> **What the task asks**
Among the records below, find the lines with the word "bind" and copy them.

(Data section begins)

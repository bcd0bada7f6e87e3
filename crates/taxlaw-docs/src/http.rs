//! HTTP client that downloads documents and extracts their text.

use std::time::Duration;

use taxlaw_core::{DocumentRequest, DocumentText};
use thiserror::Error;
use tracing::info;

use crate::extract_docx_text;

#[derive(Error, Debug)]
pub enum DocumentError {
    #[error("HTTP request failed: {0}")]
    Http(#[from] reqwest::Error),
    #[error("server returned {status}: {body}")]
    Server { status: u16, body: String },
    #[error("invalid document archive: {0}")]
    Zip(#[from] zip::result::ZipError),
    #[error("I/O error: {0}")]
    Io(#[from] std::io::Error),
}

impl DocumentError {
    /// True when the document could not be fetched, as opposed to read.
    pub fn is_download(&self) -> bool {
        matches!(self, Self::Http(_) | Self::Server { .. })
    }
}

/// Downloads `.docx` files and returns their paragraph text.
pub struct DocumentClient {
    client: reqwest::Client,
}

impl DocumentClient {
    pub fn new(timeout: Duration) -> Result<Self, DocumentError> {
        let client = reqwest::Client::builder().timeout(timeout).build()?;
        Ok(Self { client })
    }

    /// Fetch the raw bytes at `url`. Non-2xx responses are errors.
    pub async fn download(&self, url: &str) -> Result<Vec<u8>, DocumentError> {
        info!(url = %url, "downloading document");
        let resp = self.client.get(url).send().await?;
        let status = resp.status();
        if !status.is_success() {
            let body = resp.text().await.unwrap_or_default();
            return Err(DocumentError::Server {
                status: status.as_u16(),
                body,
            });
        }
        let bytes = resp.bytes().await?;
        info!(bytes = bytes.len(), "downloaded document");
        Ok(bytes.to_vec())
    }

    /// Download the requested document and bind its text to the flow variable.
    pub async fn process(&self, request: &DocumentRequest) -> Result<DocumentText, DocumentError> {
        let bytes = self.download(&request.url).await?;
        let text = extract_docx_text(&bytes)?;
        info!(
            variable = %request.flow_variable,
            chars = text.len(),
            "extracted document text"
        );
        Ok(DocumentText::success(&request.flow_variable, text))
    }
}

(Data section ends)
(Data section begins)

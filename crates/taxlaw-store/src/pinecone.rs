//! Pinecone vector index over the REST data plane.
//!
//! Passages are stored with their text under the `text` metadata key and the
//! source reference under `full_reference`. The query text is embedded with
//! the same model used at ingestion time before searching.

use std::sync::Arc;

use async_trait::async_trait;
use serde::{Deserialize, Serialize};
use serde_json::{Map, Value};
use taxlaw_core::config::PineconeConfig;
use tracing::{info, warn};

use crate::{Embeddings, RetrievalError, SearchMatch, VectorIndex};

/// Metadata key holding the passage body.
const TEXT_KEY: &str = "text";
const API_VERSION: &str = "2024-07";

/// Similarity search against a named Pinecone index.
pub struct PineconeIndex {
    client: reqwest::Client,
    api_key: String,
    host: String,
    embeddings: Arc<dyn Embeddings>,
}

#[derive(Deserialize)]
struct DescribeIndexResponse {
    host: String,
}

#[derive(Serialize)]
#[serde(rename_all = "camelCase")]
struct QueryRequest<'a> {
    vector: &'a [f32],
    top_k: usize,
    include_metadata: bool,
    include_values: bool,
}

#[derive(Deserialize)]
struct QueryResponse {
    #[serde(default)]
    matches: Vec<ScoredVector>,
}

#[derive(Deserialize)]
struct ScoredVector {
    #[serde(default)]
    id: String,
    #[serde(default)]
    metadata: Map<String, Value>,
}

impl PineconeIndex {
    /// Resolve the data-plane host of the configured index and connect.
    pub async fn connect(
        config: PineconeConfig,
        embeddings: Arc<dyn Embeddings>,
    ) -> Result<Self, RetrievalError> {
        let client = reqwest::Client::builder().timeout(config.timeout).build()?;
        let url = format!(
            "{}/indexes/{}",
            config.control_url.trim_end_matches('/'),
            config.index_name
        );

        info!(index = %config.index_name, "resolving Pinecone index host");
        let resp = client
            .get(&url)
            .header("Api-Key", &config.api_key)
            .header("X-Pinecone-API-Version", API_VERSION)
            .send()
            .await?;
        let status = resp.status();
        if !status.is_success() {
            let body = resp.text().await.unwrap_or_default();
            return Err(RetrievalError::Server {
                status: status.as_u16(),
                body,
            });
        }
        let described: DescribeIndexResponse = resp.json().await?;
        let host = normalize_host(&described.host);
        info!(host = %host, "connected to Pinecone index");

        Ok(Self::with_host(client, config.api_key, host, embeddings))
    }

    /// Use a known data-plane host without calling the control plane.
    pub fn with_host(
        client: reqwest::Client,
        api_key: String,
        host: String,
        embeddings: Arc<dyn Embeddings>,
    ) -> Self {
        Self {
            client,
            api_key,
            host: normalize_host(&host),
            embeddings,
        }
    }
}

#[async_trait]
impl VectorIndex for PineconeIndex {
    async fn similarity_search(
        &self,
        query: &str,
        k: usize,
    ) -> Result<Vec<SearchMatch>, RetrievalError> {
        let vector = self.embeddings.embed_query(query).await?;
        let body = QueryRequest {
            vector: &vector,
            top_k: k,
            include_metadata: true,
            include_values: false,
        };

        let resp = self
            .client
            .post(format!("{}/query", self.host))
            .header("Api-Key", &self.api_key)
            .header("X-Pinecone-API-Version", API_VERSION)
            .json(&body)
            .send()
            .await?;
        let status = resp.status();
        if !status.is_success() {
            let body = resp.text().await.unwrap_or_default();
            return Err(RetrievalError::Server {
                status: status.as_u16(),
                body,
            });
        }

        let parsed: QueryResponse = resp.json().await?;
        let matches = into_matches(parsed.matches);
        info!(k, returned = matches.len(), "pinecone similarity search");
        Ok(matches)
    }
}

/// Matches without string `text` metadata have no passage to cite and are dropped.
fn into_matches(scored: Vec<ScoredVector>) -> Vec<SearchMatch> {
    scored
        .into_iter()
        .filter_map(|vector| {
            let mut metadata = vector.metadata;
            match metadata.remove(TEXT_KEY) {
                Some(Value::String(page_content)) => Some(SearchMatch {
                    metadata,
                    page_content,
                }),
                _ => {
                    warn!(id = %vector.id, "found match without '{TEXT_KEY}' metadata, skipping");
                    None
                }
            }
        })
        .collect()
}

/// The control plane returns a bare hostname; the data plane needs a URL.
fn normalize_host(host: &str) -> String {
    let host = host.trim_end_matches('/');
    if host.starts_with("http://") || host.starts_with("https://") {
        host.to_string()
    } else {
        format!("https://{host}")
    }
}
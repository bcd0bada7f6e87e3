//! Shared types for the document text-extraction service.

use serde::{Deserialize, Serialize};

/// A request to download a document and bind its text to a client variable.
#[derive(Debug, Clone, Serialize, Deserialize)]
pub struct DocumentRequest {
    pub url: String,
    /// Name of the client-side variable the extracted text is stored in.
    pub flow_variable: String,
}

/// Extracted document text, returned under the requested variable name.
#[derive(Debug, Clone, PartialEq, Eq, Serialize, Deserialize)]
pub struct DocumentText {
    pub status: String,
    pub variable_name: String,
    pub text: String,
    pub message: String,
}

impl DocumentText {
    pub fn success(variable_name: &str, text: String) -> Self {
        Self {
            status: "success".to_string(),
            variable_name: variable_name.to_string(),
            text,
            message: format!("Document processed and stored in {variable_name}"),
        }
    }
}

(Data section ends)
(Data section begins)

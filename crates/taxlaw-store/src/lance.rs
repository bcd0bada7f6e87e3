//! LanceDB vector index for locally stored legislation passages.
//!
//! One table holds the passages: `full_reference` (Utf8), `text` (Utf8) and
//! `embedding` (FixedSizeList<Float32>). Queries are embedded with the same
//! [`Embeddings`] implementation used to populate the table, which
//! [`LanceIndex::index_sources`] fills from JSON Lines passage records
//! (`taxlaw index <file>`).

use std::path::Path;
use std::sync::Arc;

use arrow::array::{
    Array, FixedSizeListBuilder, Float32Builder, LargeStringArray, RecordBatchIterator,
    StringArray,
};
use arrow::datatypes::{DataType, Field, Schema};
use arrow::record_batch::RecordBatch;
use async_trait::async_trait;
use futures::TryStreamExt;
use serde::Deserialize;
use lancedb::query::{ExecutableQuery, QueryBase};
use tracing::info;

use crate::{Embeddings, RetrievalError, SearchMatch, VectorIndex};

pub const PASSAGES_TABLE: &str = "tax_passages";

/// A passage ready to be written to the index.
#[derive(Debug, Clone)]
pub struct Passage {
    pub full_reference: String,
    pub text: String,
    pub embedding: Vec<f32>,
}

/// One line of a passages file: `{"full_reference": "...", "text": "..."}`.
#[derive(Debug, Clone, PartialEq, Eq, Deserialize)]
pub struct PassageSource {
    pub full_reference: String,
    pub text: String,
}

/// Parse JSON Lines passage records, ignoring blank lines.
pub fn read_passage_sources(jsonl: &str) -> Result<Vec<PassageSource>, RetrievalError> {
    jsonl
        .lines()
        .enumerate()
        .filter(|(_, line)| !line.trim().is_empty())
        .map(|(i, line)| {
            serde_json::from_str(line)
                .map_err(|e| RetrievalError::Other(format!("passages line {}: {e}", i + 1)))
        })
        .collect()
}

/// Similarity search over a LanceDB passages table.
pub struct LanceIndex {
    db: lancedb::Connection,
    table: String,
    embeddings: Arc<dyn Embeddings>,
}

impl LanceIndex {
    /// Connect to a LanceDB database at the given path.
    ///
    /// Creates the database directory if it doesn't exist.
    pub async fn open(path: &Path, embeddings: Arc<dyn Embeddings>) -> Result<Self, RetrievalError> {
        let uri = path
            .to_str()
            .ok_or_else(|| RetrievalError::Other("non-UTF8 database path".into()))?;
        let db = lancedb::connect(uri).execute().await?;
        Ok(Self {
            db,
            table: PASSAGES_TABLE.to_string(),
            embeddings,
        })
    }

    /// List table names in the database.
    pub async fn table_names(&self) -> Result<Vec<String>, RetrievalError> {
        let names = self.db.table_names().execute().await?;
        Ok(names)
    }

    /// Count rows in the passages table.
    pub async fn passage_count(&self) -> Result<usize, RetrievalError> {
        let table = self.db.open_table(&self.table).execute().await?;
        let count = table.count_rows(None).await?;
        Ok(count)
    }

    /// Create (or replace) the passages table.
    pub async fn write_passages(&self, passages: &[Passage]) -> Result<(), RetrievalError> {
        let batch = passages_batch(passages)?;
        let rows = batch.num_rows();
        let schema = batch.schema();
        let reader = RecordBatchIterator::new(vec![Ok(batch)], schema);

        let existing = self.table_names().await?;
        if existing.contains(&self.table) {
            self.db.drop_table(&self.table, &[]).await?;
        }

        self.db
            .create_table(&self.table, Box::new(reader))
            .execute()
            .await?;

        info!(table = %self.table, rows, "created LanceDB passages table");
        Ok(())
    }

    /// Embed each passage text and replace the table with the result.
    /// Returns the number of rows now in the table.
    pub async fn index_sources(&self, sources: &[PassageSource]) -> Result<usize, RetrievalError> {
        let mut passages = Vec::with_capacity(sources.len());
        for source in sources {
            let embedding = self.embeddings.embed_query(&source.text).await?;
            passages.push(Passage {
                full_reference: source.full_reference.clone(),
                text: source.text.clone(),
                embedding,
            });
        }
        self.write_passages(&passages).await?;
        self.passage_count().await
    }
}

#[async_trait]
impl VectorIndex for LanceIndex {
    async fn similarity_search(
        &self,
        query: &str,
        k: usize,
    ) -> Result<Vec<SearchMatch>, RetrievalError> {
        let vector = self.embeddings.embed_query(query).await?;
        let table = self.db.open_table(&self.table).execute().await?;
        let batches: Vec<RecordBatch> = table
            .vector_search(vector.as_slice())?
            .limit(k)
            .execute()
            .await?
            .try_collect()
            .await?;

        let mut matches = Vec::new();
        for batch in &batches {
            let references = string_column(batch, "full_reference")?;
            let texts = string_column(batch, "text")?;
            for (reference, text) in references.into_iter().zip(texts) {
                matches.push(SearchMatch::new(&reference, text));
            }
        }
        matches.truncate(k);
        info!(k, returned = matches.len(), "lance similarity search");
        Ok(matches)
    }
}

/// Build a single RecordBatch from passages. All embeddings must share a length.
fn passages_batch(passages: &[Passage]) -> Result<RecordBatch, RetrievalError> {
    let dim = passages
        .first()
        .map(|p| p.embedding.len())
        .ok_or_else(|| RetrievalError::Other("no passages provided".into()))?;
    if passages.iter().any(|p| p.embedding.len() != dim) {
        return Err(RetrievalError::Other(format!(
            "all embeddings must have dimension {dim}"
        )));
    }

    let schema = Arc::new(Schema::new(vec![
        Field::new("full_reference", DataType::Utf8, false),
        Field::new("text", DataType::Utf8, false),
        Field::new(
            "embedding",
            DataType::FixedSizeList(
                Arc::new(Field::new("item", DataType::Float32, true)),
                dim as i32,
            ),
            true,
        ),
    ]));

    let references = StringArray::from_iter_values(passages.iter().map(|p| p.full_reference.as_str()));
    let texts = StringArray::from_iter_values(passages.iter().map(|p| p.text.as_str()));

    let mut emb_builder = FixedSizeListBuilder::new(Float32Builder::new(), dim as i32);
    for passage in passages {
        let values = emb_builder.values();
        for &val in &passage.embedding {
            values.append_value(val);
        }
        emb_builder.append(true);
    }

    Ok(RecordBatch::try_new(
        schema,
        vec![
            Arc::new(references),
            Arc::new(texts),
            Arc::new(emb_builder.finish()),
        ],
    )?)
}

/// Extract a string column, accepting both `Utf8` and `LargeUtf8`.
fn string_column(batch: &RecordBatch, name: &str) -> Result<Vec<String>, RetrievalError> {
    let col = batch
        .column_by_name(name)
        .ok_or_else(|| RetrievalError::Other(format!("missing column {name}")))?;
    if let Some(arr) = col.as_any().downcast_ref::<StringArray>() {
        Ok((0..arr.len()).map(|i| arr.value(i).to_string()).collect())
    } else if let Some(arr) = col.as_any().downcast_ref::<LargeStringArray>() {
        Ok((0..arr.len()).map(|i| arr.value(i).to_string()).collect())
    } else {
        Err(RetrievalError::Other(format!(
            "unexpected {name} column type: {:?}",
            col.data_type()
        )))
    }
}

(Data section ends)

> **Solution to the exercise**
    /// Download the requested document and bind its text to the flow variable.
/// A request to download a document and bind its text to a client variable.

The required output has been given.